- **Exercise aim**
For each line in the material below that holds "refresh", copy that line.

━━━━━ Dataset records ━━━━━

//! HubSpot CRM connector.
//!
//! Reads contacts, calls and deals through the v3 objects API and maps them
//! onto the shared lead/call/budget schema. Access tokens may be private-app
//! tokens or OAuth tokens; OAuth setups that also carry a refresh token and
//! client credentials get one refresh attempt when the auth check sees a 401.

pub mod connector;
pub mod normalize;
mod wire;

use std::sync::Arc;

use compass_core::config::HubSpotSettings;
use compass_core::errors::ConnectorError;
use compass_core::registry::ConnectorRegistry;
use tracing::warn;

pub use connector::{HubSpotConfig, HubSpotConnector, PLATFORM_NAME};

/// Registry key the connector is registered under.
pub const REGISTRY_NAME: &str = "hubspot";

/// Registers the HubSpot connector when an access token is configured.
/// Returns whether a connector was registered.
pub fn register_configured(
    registry: &mut ConnectorRegistry,
    settings: &HubSpotSettings,
) -> Result<bool, ConnectorError> {
    let Some(config) = HubSpotConfig::from_settings(settings) else {
        warn!(
            event_name = "connector.hubspot.not_configured",
            correlation_id = "bootstrap",
            "no hubspot access token configured; connector not registered"
        );
        return Ok(false);
    };

    registry.register(REGISTRY_NAME, Arc::new(HubSpotConnector::new(config)?));
    Ok(true)
}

━━━━━

- **Finished task**
//! tokens or OAuth tokens; OAuth setups that also carry a refresh token and
//! client credentials get one refresh attempt when the auth check sees a 401.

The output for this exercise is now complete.